Plusieurs fois, ma mère est montée au maquis rendre visite à mon père. Un jeune adolescent de 13 ans, Ahmed Djaâder l’accompagnait ; il était vendeur de petit-lait et ne pouvait attirer l’attention. A Cherchell, il n’y avait plus de responsable politico-militaire. Dénoncés, ils ont rejoint le maquis. Or, la présence d’un responsable en ville était d’une importance capitale pour assurer les liaisons, tracer le maillage de la cité, créer des relais, transmettre les renseignements ; s’occuper de l’intendance et ravitailler le maquis etc. Si Ahmed Ghebalou rencontre El Hadj et lui propose de nommer Zoulikha son épouse, responsable politico-militaire à Cherchell.
« Ya el Hadj ! lui dit-il, il n’y a plus de responsables à Cherchell, il n’y a plus d’homme ! Nous n’avons plus de contacts ! Deux personnes contactées ont refusé d’assumer la responsabilité ! Et si on désignait La Zoulikha ? L’ennemi ne la soupçonnerait pas ? » C’est ainsi que ma mère fut désignée.
Zoulikha Oudaî est nommée responsable politico-militaire à Cherchell par Ahmed Ghebalou.

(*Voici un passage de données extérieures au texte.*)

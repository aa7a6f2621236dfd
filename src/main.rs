//! Headless game runner (default binary).
//!
//! Runs one game and bridges it to stdio:
//! - every event on the game's topic is written to stdout as one JSON line
//! - stdin is read line by line, each non-blank line is a command token
//!
//! The process exits on end of input, Ctrl-C, or game over. Configuration comes
//! from `BLOCCS_*` environment variables, logging is controlled by `RUST_LOG`
//! and goes to stderr.

use std::io::BufRead;
use std::sync::Arc;

use anyhow::{Context, Result};
use tokio::io::AsyncWriteExt;
use tokio::sync::broadcast::error::RecvError;
use tokio::sync::mpsc;
use tracing::{info, warn};
use tracing_subscriber::EnvFilter;

use bloccs::core::GameEvent;
use bloccs::event::{Bus, Envelope};
use bloccs::game::{Game, GameConfig};

#[tokio::main]
async fn main() -> Result<()> {
    tracing_subscriber::fmt()
        .with_env_filter(
            EnvFilter::try_from_default_env().unwrap_or_else(|_| EnvFilter::new("info")),
        )
        .with_writer(std::io::stderr)
        .init();

    let config = GameConfig::from_env();
    config.validate().context("invalid BLOCCS_* configuration")?;
    info!(?config, "configuration loaded");

    let bus = Arc::new(Bus::new(config.bus_capacity));
    let game_id = format!("local-{}", config.seed);
    let game = Game::new(Arc::clone(&bus), game_id, &config);
    let events = game
        .subscribe()
        .context("game topic missing right after creation")?;

    let printer = tokio::spawn(print_events(events));

    game.start();
    let result = run(&game).await;
    game.stop().await;

    // The topic is gone now, so the printer drains what is left and exits.
    printer.await.context("event printer panicked")??;
    result
}

/// Read stdin on a plain thread so a pending read never holds up shutdown
fn spawn_stdin_reader() -> mpsc::Receiver<std::io::Result<String>> {
    let (tx, rx) = mpsc::channel(64);
    std::thread::spawn(move || {
        for line in std::io::stdin().lock().lines() {
            if tx.blocking_send(line).is_err() {
                break;
            }
        }
    });
    rx
}

async fn run(game: &Game) -> Result<()> {
    let mut lines = spawn_stdin_reader();
    let mut over_check = tokio::time::interval(std::time::Duration::from_millis(100));
    let ctrl_c = tokio::signal::ctrl_c();
    tokio::pin!(ctrl_c);

    loop {
        tokio::select! {
            line = lines.recv() => {
                let Some(line) = line else {
                    info!("end of input");
                    return Ok(());
                };
                let line = line.context("failed to read stdin")?;
                let token = line.trim();
                if token.is_empty() {
                    continue;
                }
                if !game.command(token) {
                    warn!(token, "command not understood");
                }
            }
            _ = &mut ctrl_c => {
                info!("interrupted");
                return Ok(());
            }
            _ = over_check.tick() => {
                if game.is_over() {
                    let snapshot = game.snapshot();
                    info!(
                        lines = snapshot.lines_cleared,
                        pieces = snapshot.pieces_locked,
                        "game finished"
                    );
                    return Ok(());
                }
            }
        }
    }
}

async fn print_events(
    mut events: tokio::sync::broadcast::Receiver<Envelope<GameEvent>>,
) -> Result<()> {
    let mut stdout = tokio::io::stdout();
    loop {
        match events.recv().await {
            Ok(envelope) => {
                let mut line =
                    serde_json::to_string(&envelope).context("failed to encode event")?;
                line.push('\n');
                stdout.write_all(line.as_bytes()).await?;
                stdout.flush().await?;
            }
            Err(RecvError::Lagged(skipped)) => warn!(skipped, "output fell behind, events dropped"),
            Err(RecvError::Closed) => return Ok(()),
        }
    }
}
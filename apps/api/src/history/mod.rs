// Saved analyses: one row per submission made by an identified user.

pub mod handlers;
pub mod store;
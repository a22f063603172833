use serde_json::Value;
use sqlx::migrate::{MigrateError, Migrator};
use sqlx::postgres::PgPoolOptions;
use sqlx::types::Json;
use sqlx::PgPool;
use tracing::info;
use uuid::Uuid;

use crate::models::analysis::AnalysisRow;
use crate::scoring::ResolvedScore;

/// Schema for the history table, embedded from `apps/api/migrations`.
static MIGRATOR: Migrator = sqlx::migrate!("./migrations");

pub const DEFAULT_PAGE_SIZE: i64 = 10;
pub const MAX_PAGE_SIZE: i64 = 50;

/// Creates the PostgreSQL connection pool backing the history table.
pub async fn create_pool(database_url: &str) -> Result<PgPool, sqlx::Error> {
    info!("Connecting to PostgreSQL...");

    let pool = PgPoolOptions::new()
        .max_connections(10)
        .connect(database_url)
        .await?;

    info!("PostgreSQL connection pool established");
    Ok(pool)
}

/// Brings the history schema up to date. Already-applied migrations are skipped.
pub async fn run_migrations(pool: &PgPool) -> Result<(), MigrateError> {
    MIGRATOR.run(pool).await?;
    info!("Database migrations applied");
    Ok(())
}

/// Everything needed to save one analysis.
pub struct NewAnalysis<'a> {
    pub user_id: Uuid,
    pub filename: &'a str,
    pub job_description: &'a str,
    pub raw: &'a Value,
    pub score: &'a ResolvedScore,
}

pub async fn insert_analysis(pool: &PgPool, new: NewAnalysis<'_>) -> Result<Uuid, sqlx::Error> {
    let NewAnalysis {
        user_id,
        filename,
        job_description,
        raw,
        score,
    } = new;

    let id = Uuid::new_v4();
    sqlx::query(
        r#"
        INSERT INTO resume_analyses
            (id, user_id, filename, resume_text, job_description,
             match_score, breakdown, extracted_skills, suggestions)
        VALUES ($1, $2, $3, $4, $5, $6, $7, $8, $9)
        "#,
    )
    .bind(id)
    .bind(user_id)
    .bind(filename)
    .bind(resume_text(raw))
    .bind(job_description)
    .bind(score.final_score as i32)
    .bind(Json(score.breakdown))
    .bind(extracted_skills(raw))
    .bind(&score.suggestions)
    .execute(pool)
    .await?;

    info!("Saved analysis {id} for user {user_id}");
    Ok(id)
}

/// Most recent analyses first.
pub async fn list_analyses(
    pool: &PgPool,
    user_id: Uuid,
    limit: Option<i64>,
) -> Result<Vec<AnalysisRow>, sqlx::Error> {
    sqlx::query_as(
        "SELECT * FROM resume_analyses WHERE user_id = $1 ORDER BY created_at DESC LIMIT $2",
    )
    .bind(user_id)
    .bind(page_size(limit))
    .fetch_all(pool)
    .await
}

pub async fn get_analysis(
    pool: &PgPool,
    id: Uuid,
    user_id: Uuid,
) -> Result<Option<AnalysisRow>, sqlx::Error> {
    sqlx::query_as("SELECT * FROM resume_analyses WHERE id = $1 AND user_id = $2")
        .bind(id)
        .bind(user_id)
        .fetch_optional(pool)
        .await
}

/// Returns whether a row was deleted.
pub async fn delete_analysis(pool: &PgPool, id: Uuid, user_id: Uuid) -> Result<bool, sqlx::Error> {
    let result = sqlx::query("DELETE FROM resume_analyses WHERE id = $1 AND user_id = $2")
        .bind(id)
        .bind(user_id)
        .execute(pool)
        .await?;
    Ok(result.rows_affected() > 0)
}

fn page_size(limit: Option<i64>) -> i64 {
    limit.unwrap_or(DEFAULT_PAGE_SIZE).clamp(1, MAX_PAGE_SIZE)
}

/// Plain resume text from the service payload, if it sent any.
fn resume_text(raw: &Value) -> &str {
    ["/parsed_resume/text", "/parsed_resume/resume_text"]
        .iter()
        .find_map(|path| raw.pointer(path).and_then(Value::as_str))
        .unwrap_or_default()
}

/// Skill names from the service payload; non-string entries are skipped.
fn extracted_skills(raw: &Value) -> Vec<String> {
    raw.pointer("/parsed_resume/skills")
        .and_then(Value::as_array)
        .map(|skills| {
            skills
                .iter()
                .filter_map(Value::as_str)
                .map(str::to_string)
                .collect()
        })
        .unwrap_or_default()
}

Les premiers contacts que ma mère s’est empressée de prendre le furent avec les familles dont les enfants ont rejoint le maquis (du moins quelques-unes). Trois responsables venaient souvent à la maison : Maâmaar Mosteghalmi, Abderahmane Labbaci et Mohamed Alliche. Ma mère les recevait dans la salle à manger autour de la table ; pendant ce temps-là, je surveillais la rue et épiais les moindres allées et venues ; ma mère leur donnait ses instructions ; chacun de ces hommes avait une cellule et l’organisation fonctionnait selon le système pyramidal ; elle recevait également la mère de Belkacem Alioui, nommée la mère de « Si Amar ». Lorsque cette dame venait, je n’assistais pas ; les seules personnes que m’autorisait ma mère à voir étaient Lla Kheira Nedjaria, Zoubida et Zahia Benmokaddem et leur cousine Assia Benmokaddem ; par mesure de sécurité et pour me prémunir,
je ne devais pas connaître les autres ; le cheikh Mohamed Salah Ferraz de la medersa est venu voir ma mère qui lui donnait des instructions. Quant à Hamid Belkacem dit Ghebalou, épicier à Ain Qciba, ma mère le rencontrait chez lui. Le cloisonnement était son souci majeur. D’ailleurs, après le décès de Zoulikha, la cellule ne fut pas démantelée.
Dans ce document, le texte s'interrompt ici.